§ **THE RECORDS**
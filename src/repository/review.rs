use diesel::prelude::*;

use crate::domain::review::{NewReview, Review};
use crate::domain::types::{ReviewId, ReviewStatus};
use crate::models::review::Review as DbReview;
use crate::repository::errors::RepositoryResult;
use crate::repository::{DieselRepository, ReviewListQuery, ReviewReader, ReviewWriter};

impl ReviewReader for DieselRepository {
    fn list_reviews(&self, query: ReviewListQuery) -> RepositoryResult<Vec<Review>> {
        use crate::schema::reviews;

        let mut conn = self.conn()?;

        let mut items = reviews::table.into_boxed::<diesel::sqlite::Sqlite>();
        if let Some(status) = query.status {
            items = items.filter(reviews::status.eq(status.as_str()));
        }

        let reviews = items
            .order(reviews::created_at.desc())
            .load::<DbReview>(&mut conn)?
            .into_iter()
            .map(TryInto::try_into)
            .collect::<Result<Vec<Review>, _>>()?;

        Ok(reviews)
    }

    fn get_review_by_id(&self, id: &ReviewId) -> RepositoryResult<Option<Review>> {
        use crate::schema::reviews;

        let mut conn = self.conn()?;

        let review = reviews::table
            .filter(reviews::id.eq(id.as_str()))
            .first::<DbReview>(&mut conn)
            .optional()?;

        Ok(review.map(TryInto::try_into).transpose()?)
    }
}

impl ReviewWriter for DieselRepository {
    fn create_review(&self, review: &NewReview) -> RepositoryResult<Review> {
        use crate::schema::reviews;

        let mut conn = self.conn()?;
        let review = review.clone().into_review(ReviewId::generate());

        diesel::insert_into(reviews::table)
            .values(DbReview::from(&review))
            .execute(&mut conn)?;

        Ok(review)
    }

    fn set_review_status(&self, id: &ReviewId, status: ReviewStatus) -> RepositoryResult<usize> {
        use crate::schema::reviews;

        let mut conn = self.conn()?;

        let affected = diesel::update(reviews::table.filter(reviews::id.eq(id.as_str())))
            .set(reviews::status.eq(status.as_str()))
            .execute(&mut conn)?;

        Ok(affected)
    }

    fn delete_review(&self, id: &ReviewId) -> RepositoryResult<usize> {
        use crate::schema::reviews;

        let mut conn = self.conn()?;

        let affected = diesel::delete(reviews::table.filter(reviews::id.eq(id.as_str())))
            .execute(&mut conn)?;

        Ok(affected)
    }
}
use chrono::NaiveDateTime;
use diesel::prelude::*;

use crate::domain::review::Review as DomainReview;
use crate::domain::types::{
    CompanyName, EmailAddress, PersonName, Rating, ReviewBody, ReviewId, ReviewStatus,
    TypeConstraintError,
};

/// Diesel model representing the `reviews` table.
#[derive(Debug, Clone, Identifiable, Queryable, Selectable, Insertable)]
#[diesel(table_name = crate::schema::reviews)]
pub struct Review {
    pub id: String,
    pub name: String,
    pub email: String,
    pub company: Option<String>,
    pub rating: i32,
    pub body: String,
    pub status: String,
    pub created_at: NaiveDateTime,
}

impl TryFrom<Review> for DomainReview {
    type Error = TypeConstraintError;

    fn try_from(review: Review) -> Result<Self, Self::Error> {
        Ok(Self {
            id: ReviewId::new(review.id)?,
            name: PersonName::new(review.name)?,
            email: EmailAddress::new(review.email)?,
            company: review.company.map(CompanyName::new).transpose()?,
            rating: Rating::new(review.rating)?,
            body: ReviewBody::new(review.body)?,
            status: ReviewStatus::try_from(review.status)?,
            created_at: review.created_at,
        })
    }
}

impl From<&DomainReview> for Review {
    fn from(review: &DomainReview) -> Self {
        Self {
            id: review.id.as_str().to_string(),
            name: review.name.as_str().to_string(),
            email: review.email.as_str().to_string(),
            company: review.company.as_ref().map(|c| c.as_str().to_string()),
            rating: review.rating.get(),
            body: review.body.as_str().to_string(),
            status: review.status.as_str().to_string(),
            created_at: review.created_at,
        }
    }
}
use crate::db::{DbConnection, DbPool};
use crate::domain::category::{Category, NewCategory};
use crate::domain::message::{Message, NewMessage};
use crate::domain::project::{Media, NewMedia, NewProject, Project, ProjectChanges};
use crate::domain::review::{NewReview, Review};
use crate::domain::types::{
    CategoryId, CategoryName, MediaId, MessageId, ProjectId, ProjectTitle, ReviewId,
    ReviewStatus, Sequence,
};
use crate::ordering::SequenceUpdate;

use self::errors::RepositoryResult;

pub mod category;
pub mod document;
pub mod errors;
pub mod fallback;
pub mod message;
pub mod project;
pub mod review;
#[cfg(test)]
pub mod test;

/// Repository implementation backed by Diesel and SQLite.
///
/// The underlying `r2d2::Pool` is cheap to clone, allowing the repository to
/// be passed around freely between handlers.
#[derive(Clone)]
pub struct DieselRepository {
    pool: DbPool, // r2d2::Pool is cheap to clone
}

impl DieselRepository {
    /// Create a new repository from an established database pool.
    pub fn new(pool: DbPool) -> Self {
        Self { pool }
    }

    /// Get a pooled database connection.
    fn conn(&self) -> RepositoryResult<DbConnection> {
        Ok(self.pool.get()?)
    }
}

/// Query parameters used when listing projects.
#[derive(Debug, Clone, Default)]
pub struct ProjectListQuery {
    /// Restrict to projects assigned to this category.
    pub category_id: Option<CategoryId>,
}

impl ProjectListQuery {
    pub fn category(mut self, category_id: CategoryId) -> Self {
        self.category_id = Some(category_id);
        self
    }
}

/// Query parameters used when listing messages.
#[derive(Debug, Clone, Default)]
pub struct MessageListQuery {
    /// Restrict to read (`true`) or unread (`false`) messages.
    pub read: Option<bool>,
}

impl MessageListQuery {
    pub fn read(mut self, read: bool) -> Self {
        self.read = Some(read);
        self
    }
}

/// Query parameters used when listing reviews.
#[derive(Debug, Clone, Default)]
pub struct ReviewListQuery {
    /// Restrict to a single moderation state.
    pub status: Option<ReviewStatus>,
}

impl ReviewListQuery {
    pub fn status(mut self, status: ReviewStatus) -> Self {
        self.status = Some(status);
        self
    }
}

/// Read-only operations for category entities.
pub trait CategoryReader {
    /// List every category by ascending sequence.
    fn list_categories(&self) -> RepositoryResult<Vec<Category>>;
    /// Retrieve a category by its identifier.
    fn get_category_by_id(&self, id: &CategoryId) -> RepositoryResult<Option<Category>>;
}

/// Write operations for category entities.
pub trait CategoryWriter {
    /// Persist a new category at the given sequence.
    fn create_category(
        &self,
        category: &NewCategory,
        sequence: Sequence,
    ) -> RepositoryResult<Category>;
    /// Update the category name.
    fn rename_category(&self, id: &CategoryId, name: &CategoryName) -> RepositoryResult<usize>;
    /// Persist all sequence updates or none.
    fn set_category_sequences(
        &self,
        updates: &[SequenceUpdate<CategoryId>],
    ) -> RepositoryResult<()>;
    /// Delete a category. Projects referencing it are left untouched.
    fn delete_category(&self, id: &CategoryId) -> RepositoryResult<usize>;
}

/// Read-only operations for project entities.
pub trait ProjectReader {
    /// List projects with their media, highest sequence first, then newest.
    fn list_projects(&self, query: ProjectListQuery) -> RepositoryResult<Vec<Project>>;
    /// Retrieve a project and its media by identifier.
    fn get_project_by_id(&self, id: &ProjectId) -> RepositoryResult<Option<Project>>;
}

/// Write operations for projects and the media they own.
pub trait ProjectWriter {
    /// Persist a new project together with its media batch.
    fn create_project(&self, project: &NewProject, sequence: Sequence)
    -> RepositoryResult<Project>;
    /// Replace the editable project fields.
    fn update_project(&self, id: &ProjectId, changes: &ProjectChanges)
    -> RepositoryResult<usize>;
    /// Update only the title.
    fn rename_project(&self, id: &ProjectId, title: &ProjectTitle) -> RepositoryResult<usize>;
    /// Persist all sequence updates or none.
    fn set_project_sequences(&self, updates: &[SequenceUpdate<ProjectId>])
    -> RepositoryResult<()>;
    /// Append media after the project's current gallery.
    fn add_project_media(
        &self,
        project_id: &ProjectId,
        media: &[NewMedia],
    ) -> RepositoryResult<Vec<Media>>;
    /// Remove a single media item from a project.
    fn delete_project_media(
        &self,
        project_id: &ProjectId,
        media_id: &MediaId,
    ) -> RepositoryResult<usize>;
    /// Delete a project and every media row it owns.
    fn delete_project(&self, id: &ProjectId) -> RepositoryResult<usize>;
}

/// Read-only operations for contact messages.
pub trait MessageReader {
    /// List messages, newest first.
    fn list_messages(&self, query: MessageListQuery) -> RepositoryResult<Vec<Message>>;
    fn get_message_by_id(&self, id: &MessageId) -> RepositoryResult<Option<Message>>;
}

/// Write operations for contact messages.
pub trait MessageWriter {
    fn create_message(&self, message: &NewMessage) -> RepositoryResult<Message>;
    fn set_message_read(&self, id: &MessageId, read: bool) -> RepositoryResult<usize>;
    fn delete_message(&self, id: &MessageId) -> RepositoryResult<usize>;
}

/// Read-only operations for reviews.
pub trait ReviewReader {
    /// List reviews, newest first.
    fn list_reviews(&self, query: ReviewListQuery) -> RepositoryResult<Vec<Review>>;
    fn get_review_by_id(&self, id: &ReviewId) -> RepositoryResult<Option<Review>>;
}

/// Write operations for reviews.
pub trait ReviewWriter {
    fn create_review(&self, review: &NewReview) -> RepositoryResult<Review>;
    fn set_review_status(&self, id: &ReviewId, status: ReviewStatus) -> RepositoryResult<usize>;
    fn delete_review(&self, id: &ReviewId) -> RepositoryResult<usize>;
}

/// Everything the HTTP layer needs from a backing store.
///
/// Implemented by [`DieselRepository`], [`document::DocumentRepository`] and
/// [`fallback::CategoryFallback`] so handlers never name a concrete adapter.
pub trait PortfolioStore:
    CategoryReader
    + CategoryWriter
    + ProjectReader
    + ProjectWriter
    + MessageReader
    + MessageWriter
    + ReviewReader
    + ReviewWriter
    + Send
    + Sync
{
}

impl<T> PortfolioStore for T where
    T: CategoryReader
        + CategoryWriter
        + ProjectReader
        + ProjectWriter
        + MessageReader
        + MessageWriter
        + ReviewReader
        + ReviewWriter
        + Send
        + Sync
{
}
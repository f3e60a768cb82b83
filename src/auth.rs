//! Single-password admin authentication.
//!
//! A successful login stores [`ADMIN_IDENTITY`] in the session through
//! `actix-identity`. Admin handlers take an [`AdminUser`] argument; requests
//! without that identity are redirected to the login page.

use std::future::{Ready, ready};

use actix_identity::IdentityExt;
use actix_web::dev::Payload;
use actix_web::http::{StatusCode, header};
use actix_web::{FromRequest, HttpRequest, HttpResponse, ResponseError};
use argon2::Argon2;
use argon2::password_hash::rand_core::OsRng;
use argon2::password_hash::{PasswordHash, PasswordHasher, PasswordVerifier, SaltString};
use thiserror::Error;

/// Identity stored in the session after a successful login.
pub const ADMIN_IDENTITY: &str = "admin";

pub const LOGIN_PATH: &str = "/admin/login";

/// Marker extracted from a session holding the admin identity.
#[derive(Debug, Clone, Copy, PartialEq, Eq)]
pub struct AdminUser;

/// Rejection of an admin request without a session.
#[derive(Debug, Error)]
#[error("login required")]
pub struct LoginRequired;

impl ResponseError for LoginRequired {
    fn status_code(&self) -> StatusCode {
        StatusCode::SEE_OTHER
    }

    fn error_response(&self) -> HttpResponse {
        HttpResponse::SeeOther()
            .insert_header((header::LOCATION, LOGIN_PATH))
            .finish()
    }
}

impl FromRequest for AdminUser {
    type Error = LoginRequired;
    type Future = Ready<Result<Self, Self::Error>>;

    fn from_request(req: &HttpRequest, _: &mut Payload) -> Self::Future {
        let is_admin = req
            .get_identity()
            .ok()
            .and_then(|identity| identity.id().ok())
            .is_some_and(|id| id == ADMIN_IDENTITY);

        ready(if is_admin { Ok(AdminUser) } else { Err(LoginRequired) })
    }
}

/// Hashes `password` into an Argon2id PHC string with a random salt.
pub fn hash_password(password: &str) -> Result<String, argon2::password_hash::Error> {
    let salt = SaltString::generate(&mut OsRng);
    let hash = Argon2::default().hash_password(password.as_bytes(), &salt)?;
    Ok(hash.to_string())
}

/// Checks `password` against a stored PHC string.
///
/// A wrong password is `Ok(false)`; a malformed hash is an error.
pub fn verify_password(password: &str, hash: &str) -> Result<bool, argon2::password_hash::Error> {
    let parsed = PasswordHash::new(hash)?;
    match Argon2::default().verify_password(password.as_bytes(), &parsed) {
        Ok(()) => Ok(true),
        Err(argon2::password_hash::Error::Password) => Ok(false),
        Err(e) => Err(e),
    }
}

#[cfg(test)]
mod tests {
    use actix_web::test::TestRequest;

    use super::*;

    #[test]
    fn hashes_verify_only_the_original_password() {
        let hash = hash_password("correct horse").unwrap();
        assert!(hash.starts_with("$argon2id$"));
        assert!(verify_password("correct horse", &hash).unwrap());
        assert!(!verify_password("wrong", &hash).unwrap());
    }

    #[test]
    fn malformed_hash_is_an_error() {
        assert!(verify_password("x", "not-a-hash").is_err());
    }

    #[test]
    fn login_required_redirects_to_login() {
        let response = LoginRequired.error_response();
        assert_eq!(response.status(), StatusCode::SEE_OTHER);
        assert_eq!(
            response.headers().get(header::LOCATION).unwrap(),
            LOGIN_PATH
        );
    }

    #[actix_web::test]
    async fn request_without_session_is_rejected() {
        let req = TestRequest::default().to_http_request();
        let result = AdminUser::extract(&req).await;
        assert!(result.is_err());
    }
}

§ **EXERCISE**
With the first line being the one containing "the login page." and the last line the one containing "pub fn hash_password(password: &str)", transcribe exactly the lines above that fall in that range.

§ **EXERCISE OUTPUT**
//! without that identity are redirected to the login page.

use std::future::{Ready, ready};

use actix_identity::IdentityExt;
use actix_web::dev::Payload;
use actix_web::http::{StatusCode, header};
use actix_web::{FromRequest, HttpRequest, HttpResponse, ResponseError};
use argon2::Argon2;
use argon2::password_hash::rand_core::OsRng;
use argon2::password_hash::{PasswordHash, PasswordHasher, PasswordVerifier, SaltString};
use thiserror::Error;

/// Identity stored in the session after a successful login.
pub const ADMIN_IDENTITY: &str = "admin";

pub const LOGIN_PATH: &str = "/admin/login";

/// Marker extracted from a session holding the admin identity.
#[derive(Debug, Clone, Copy, PartialEq, Eq)]
pub struct AdminUser;

/// Rejection of an admin request without a session.
#[derive(Debug, Error)]
#[error("login required")]
pub struct LoginRequired;

impl ResponseError for LoginRequired {
    fn status_code(&self) -> StatusCode {
        StatusCode::SEE_OTHER
    }

    fn error_response(&self) -> HttpResponse {
        HttpResponse::SeeOther()
            .insert_header((header::LOCATION, LOGIN_PATH))
            .finish()
    }
}

impl FromRequest for AdminUser {
    type Error = LoginRequired;
    type Future = Ready<Result<Self, Self::Error>>;

    fn from_request(req: &HttpRequest, _: &mut Payload) -> Self::Future {
        let is_admin = req
            .get_identity()
            .ok()
            .and_then(|identity| identity.id().ok())
            .is_some_and(|id| id == ADMIN_IDENTITY);

        ready(if is_admin { Ok(AdminUser) } else { Err(LoginRequired) })
    }
}

/// Hashes `password` into an Argon2id PHC string with a random salt.
pub fn hash_password(password: &str) -> Result<String, argon2::password_hash::Error> {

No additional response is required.